Rachel Dolezal says there's more stigma for "race fluidity" than gender fluidity
Flashback to 2015, the year the world learned Rachel Dolezal was actually white and the year Caitlyn Jenner transitioned publicly. Since June 2015, when both garnered national headlines, Dolezal says that both their stories have been intertwined.
But Dolezal said in an interview with Salon that "transracial" individuals like herself have struggled more to be accepted than transgender people.
"What's not similar is the stigma right now," Dolezal said. "There was stigma [for being transgender] in the past, for sure, and that still perpetuates. ... But there's more acceptance for gender fluidity than there is for race fluidity right now, and I don't think anybody would deny that," Dolezal said.
Dolezal said that, just as LGBTQ people were once thought of as mentally ill, transracial people will one day become more societally accepted.

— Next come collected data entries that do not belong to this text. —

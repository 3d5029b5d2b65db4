//! Isosurface extraction from scalar volumes by marching tetrahedra
//!
//! Each grid cube is split into six tetrahedra sharing its main diagonal. A
//! tetrahedron crossed by the level set contributes one triangle (one corner
//! separated) or two (two corners on each side). Vertices on shared grid edges
//! are deduplicated so the output is an indexed mesh.

use bitvec::vec::BitVec;
use ndarray::Array3;
use std::collections::HashMap;

/// Cube corner offsets, bit 0 = x, bit 1 = y, bit 2 = z in the usual corner numbering
const CORNERS: [[usize; 3]; 8] = [
    [0, 0, 0],
    [1, 0, 0],
    [1, 1, 0],
    [0, 1, 0],
    [0, 0, 1],
    [1, 0, 1],
    [1, 1, 1],
    [0, 1, 1],
];

/// Six tetrahedra around the diagonal from corner 0 to corner 6
const TETRAHEDRA: [[usize; 4]; 6] = [
    [0, 5, 1, 6],
    [0, 1, 2, 6],
    [0, 2, 3, 6],
    [0, 3, 7, 6],
    [0, 7, 4, 6],
    [0, 4, 5, 6],
];

/// Indexed triangle mesh
#[derive(Debug, Clone, Default, PartialEq)]
pub struct TriangleMesh {
    /// Vertex positions
    pub vertices: Vec<[f64; 3]>,
    /// Triangles as vertex index triples, oriented so normals point from high to low values
    pub faces: Vec<[usize; 3]>,
}

impl TriangleMesh {
    /// Whether the mesh has no triangles
    pub fn is_empty(&self) -> bool {
        self.faces.is_empty()
    }
}

/// Grid point with its scalar value
#[derive(Clone, Copy)]
struct Sample {
    index: usize,
    position: [f64; 3],
    value: f64,
}

struct Extractor<'a> {
    level: f64,
    inside: &'a BitVec,
    edge_vertices: HashMap<(usize, usize), usize>,
    mesh: TriangleMesh,
}

impl Extractor<'_> {
    fn is_inside(&self, sample: &Sample) -> bool {
        self.inside.get(sample.index).is_some_and(|bit| *bit)
    }

    /// Vertex where the level set crosses the edge between two samples
    fn edge_vertex(&mut self, a: &Sample, b: &Sample) -> usize {
        let key = (a.index.min(b.index), a.index.max(b.index));
        if let Some(&vertex) = self.edge_vertices.get(&key) {
            return vertex;
        }

        let span = b.value - a.value;
        let t = if span.abs() > f64::EPSILON {
            ((self.level - a.value) / span).clamp(0.0, 1.0)
        } else {
            0.5
        };
        let position = [
            t.mul_add(b.position[0] - a.position[0], a.position[0]),
            t.mul_add(b.position[1] - a.position[1], a.position[1]),
            t.mul_add(b.position[2] - a.position[2], a.position[2]),
        ];

        let vertex = self.mesh.vertices.len();
        self.mesh.vertices.push(position);
        self.edge_vertices.insert(key, vertex);
        vertex
    }

    /// Add a triangle whose normal points from `inside_anchor` towards `outside_anchor`
    fn emit(&mut self, mut face: [usize; 3], inside_anchor: [f64; 3], outside_anchor: [f64; 3]) {
        let corner = |i: usize| self.mesh.vertices.get(i).copied().unwrap_or([0.0; 3]);
        let [p0, p1, p2] = face.map(corner);
        let u = sub(p1, p0);
        let v = sub(p2, p0);
        let normal = [
            u[1].mul_add(v[2], -(u[2] * v[1])),
            u[2].mul_add(v[0], -(u[0] * v[2])),
            u[0].mul_add(v[1], -(u[1] * v[0])),
        ];
        if dot(normal, sub(outside_anchor, inside_anchor)) < 0.0 {
            face.swap(1, 2);
        }
        if face[0] != face[1] && face[1] != face[2] && face[0] != face[2] {
            self.mesh.faces.push(face);
        }
    }

    fn march_tetrahedron(&mut self, corners: [Sample; 4]) {
        let (inside, outside): (Vec<Sample>, Vec<Sample>) =
            corners.into_iter().partition(|sample| self.is_inside(sample));

        match (inside.as_slice(), outside.as_slice()) {
            ([lone], [a, b, c]) | ([a, b, c], [lone]) => {
                let lone_inside = self.is_inside(lone);
                let face = [
                    self.edge_vertex(lone, a),
                    self.edge_vertex(lone, b),
                    self.edge_vertex(lone, c),
                ];
                let rest = centroid(&[a.position, b.position, c.position]);
                if lone_inside {
                    self.emit(face, lone.position, rest);
                } else {
                    self.emit(face, rest, lone.position);
                }
            }
            ([i0, i1], [o0, o1]) => {
                let q0 = self.edge_vertex(i0, o0);
                let q1 = self.edge_vertex(i0, o1);
                let q2 = self.edge_vertex(i1, o1);
                let q3 = self.edge_vertex(i1, o0);
                let inside_anchor = centroid(&[i0.position, i1.position]);
                let outside_anchor = centroid(&[o0.position, o1.position]);
                self.emit([q0, q1, q2], inside_anchor, outside_anchor);
                self.emit([q0, q2, q3], inside_anchor, outside_anchor);
            }
            _ => {}
        }
    }
}

fn sub(a: [f64; 3], b: [f64; 3]) -> [f64; 3] {
    [a[0] - b[0], a[1] - b[1], a[2] - b[2]]
}

fn dot(a: [f64; 3], b: [f64; 3]) -> f64 {
    a[0].mul_add(b[0], a[1].mul_add(b[1], a[2] * b[2]))
}

fn centroid(points: &[[f64; 3]]) -> [f64; 3] {
    let count = points.len().max(1) as f64;
    let sum = points
        .iter()
        .fold([0.0; 3], |acc, p| [acc[0] + p[0], acc[1] + p[1], acc[2] + p[2]]);
    sum.map(|s| s / count)
}

/// Extract the surface where `volume` crosses `level`
///
/// Grid point `(i, j, k)` sits at `(i * spacing[0], j * spacing[1], k * spacing[2])`.
/// Points with value `>= level` count as inside. Returns an empty mesh when the
/// level set does not cross the volume.
pub fn extract_isosurface(volume: &Array3<f64>, level: f64, spacing: [f64; 3]) -> TriangleMesh {
    let (nx, ny, nz) = volume.dim();
    let inside: BitVec = volume.iter().map(|&value| value >= level).collect();

    let mut extractor = Extractor {
        level,
        inside: &inside,
        edge_vertices: HashMap::new(),
        mesh: TriangleMesh::default(),
    };

    let sample_at = |[i, j, k]: [usize; 3]| Sample {
        index: (i * ny + j) * nz + k,
        position: [
            i as f64 * spacing[0],
            j as f64 * spacing[1],
            k as f64 * spacing[2],
        ],
        value: volume.get((i, j, k)).copied().unwrap_or(f64::NAN),
    };

    for i in 0..nx.saturating_sub(1) {
        for j in 0..ny.saturating_sub(1) {
            for k in 0..nz.saturating_sub(1) {
                let cube = CORNERS.map(|[di, dj, dk]| sample_at([i + di, j + dj, k + dk]));
                for tetrahedron in TETRAHEDRA {
                    let corners = tetrahedron.map(|c| cube.get(c).copied());
                    if let [Some(a), Some(b), Some(c), Some(d)] = corners {
                        extractor.march_tetrahedron([a, b, c, d]);
                    }
                }
            }
        }
    }

    extractor.mesh
}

"There was a time when we did call transgender, and even gay and bisexual, people crazy — and [said they had] mental health issues and all these clinical terms — just stigmatized and rejected [them]," Dolezail said. "Maybe we will evolve and grow, and racial fluidity will become a thing in 20 years?"
She added, "I do hope that inclusivity does expand to all people of all stripes."
Dolezal added that in the time since her story went viral in 2015, many black and biracial women have reached out to her to say that her story helped them navigate their own fraught racial identities.
"They say, 'I constantly was told I wasn't black enough, and I finally gave in and identified as Latina for my adult life, or let people see me as white and didn't bother correcting them anymore — just lived however people saw me,'" Dolezal said.
Though there has been more visibility for transgender people in recent years, being transgender still comes with extreme social stigma and risk for violence. So far in 2017, eight transgender women of color have been killed.
Dolezal has been on an extensive tour touting her new chock-full tell-all, In Full Color: Finding My Place in a Black and White World. The activist, who recently changed her name to the Igbo-influenced Nkechi Amare Diallo, also stopped by the New York Times for a bizarre interview in which she said she was told she had a "high-frequency Nubian soul" and was "sent here by the Gods to traumatize white supremacy."